The melanocortin-4 receptor (MC4R) facilitates hypothalamic-pituitary-adrenocortical (HPA) axis responses to acute stress in male rodents and is a well known to regulator of energy balance. Mutations in the MC4R is the most common monogenic cause of obesity in humans and has been associated with sex-specific effects, but whether stress regulation by the MC4R is sex-dependent, and whether the MC4R facilitates HPA responses to chronic stress, is unknown. We hypothesized that MC4R-signaling contributes to HPA axis dysregulation and metabolic pathophysiology following chronic stress exposure. We measured changes in energy balance, HPA axis tone, and vascular remodeling during chronic variable stress (CVS) in male and female rats with MC4R loss-of-function. Rats were placed into three groups (n = 9-18/genotype/sex) and half of each group was subjected to CVS for 30 days or were non-stressed littermate controls. All rats underwent an acute restraint stress challenge on Day 30. Rats were euthanized on Day 31, adrenals collected for weight, and descending aortas fixed for morphological indices of vascular pathophysiology. We observed a marked interaction between Mc4r genotype and sex for basal HPA axis tone and acute stress responsivity. MC4R loss-of-function blunted both endpoints in males but exaggerated them in females. Contrary to our hypothesis, Mc4r genotype had no effect on either HPA axis responses or metabolic responses to chronic stress.

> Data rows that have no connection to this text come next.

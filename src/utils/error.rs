use thiserror::Error;

/// Structural failures. Any of these aborts the run: once the document
/// shape cannot be trusted, no policy check can run against it.
/// Policy violations are never errors; they accumulate in the
/// [`ErrorLog`](crate::domain::model::ErrorLog) instead.
#[derive(Error, Debug)]
pub enum RwsError {
    #[error("There was an error when parsing the JSON;\nerror was:  {0}")]
    JsonParse(#[from] serde_json::Error),

    #[error("Formatting for JSON is incorrect;\nerror was:\n{diff}")]
    JsonFormat { diff: String },

    #[error("Schema validation failed: {message}")]
    Schema { message: String },

    #[error("Public suffix list error: {message}")]
    SuffixList { message: String },

    #[error("HTTP client error: {0}")]
    Http(#[from] reqwest::Error),

    #[error("IO error: {0}")]
    Io(#[from] std::io::Error),

    #[error("Configuration error: {message}")]
    Config { message: String },
}

pub type Result<T> = std::result::Result<T, RwsError>;
use async_trait::async_trait;
use std::collections::HashMap;

/// Effective-TLD oracle backed by the public suffix list.
pub trait SuffixProvider: Send + Sync {
    /// Registrable domain (eTLD+1) of a bare host, when the host ends in
    /// a suffix that is actually on the list. `None` for bare suffixes
    /// and for hosts under an unlisted TLD.
    fn registrable_domain(&self, host: &str) -> Option<String>;
}

/// Outcome of one probe request, after any redirects the caller allowed.
#[derive(Debug, Clone)]
pub struct ProbeResponse {
    pub status: u16,
    pub final_url: String,
    headers: HashMap<String, String>,
}

impl ProbeResponse {
    pub fn new(status: u16, final_url: impl Into<String>) -> Self {
        Self {
            status,
            final_url: final_url.into(),
            headers: HashMap::new(),
        }
    }

    pub fn with_header(mut self, name: &str, value: &str) -> Self {
        self.headers.insert(name.to_ascii_lowercase(), value.to_string());
        self
    }

    /// Case-insensitive header lookup.
    pub fn header(&self, name: &str) -> Option<&str> {
        self.headers.get(&name.to_ascii_lowercase()).map(String::as_str)
    }

    pub fn is_error(&self) -> bool {
        self.status >= 400
    }
}

/// The network side of the battery. One blocking-style GET per site per
/// check; transport failures surface as `None` so a dead site never
/// aborts the run.
#[async_trait]
pub trait SiteProbe: Send + Sync {
    async fn get(&self, url: &str, follow_redirects: bool) -> Option<ProbeResponse>;

    /// Fetch and parse a remote JSON document. `None` when the document
    /// is unreachable, a non-success status, or not valid JSON.
    async fn fetch_json(&self, url: &str) -> Option<serde_json::Value>;
}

Heightened stress reactivity of females with MC4R mutations suggests a possible mechanism for the sex-dependent effects associated with this mutation in humans and highlights how stress may differentially regulate metabolism in males and females. Lay summary The hypothalamic melanocortin system is an important regulator of energy balance and stress responses. Here, we report a sex-difference in the stress reactivity of rats with a mutation in this system. Our findings highlight how stress may regulate metabolism differently in males and females and may provide insight into sex-differences associated with this mutation in humans.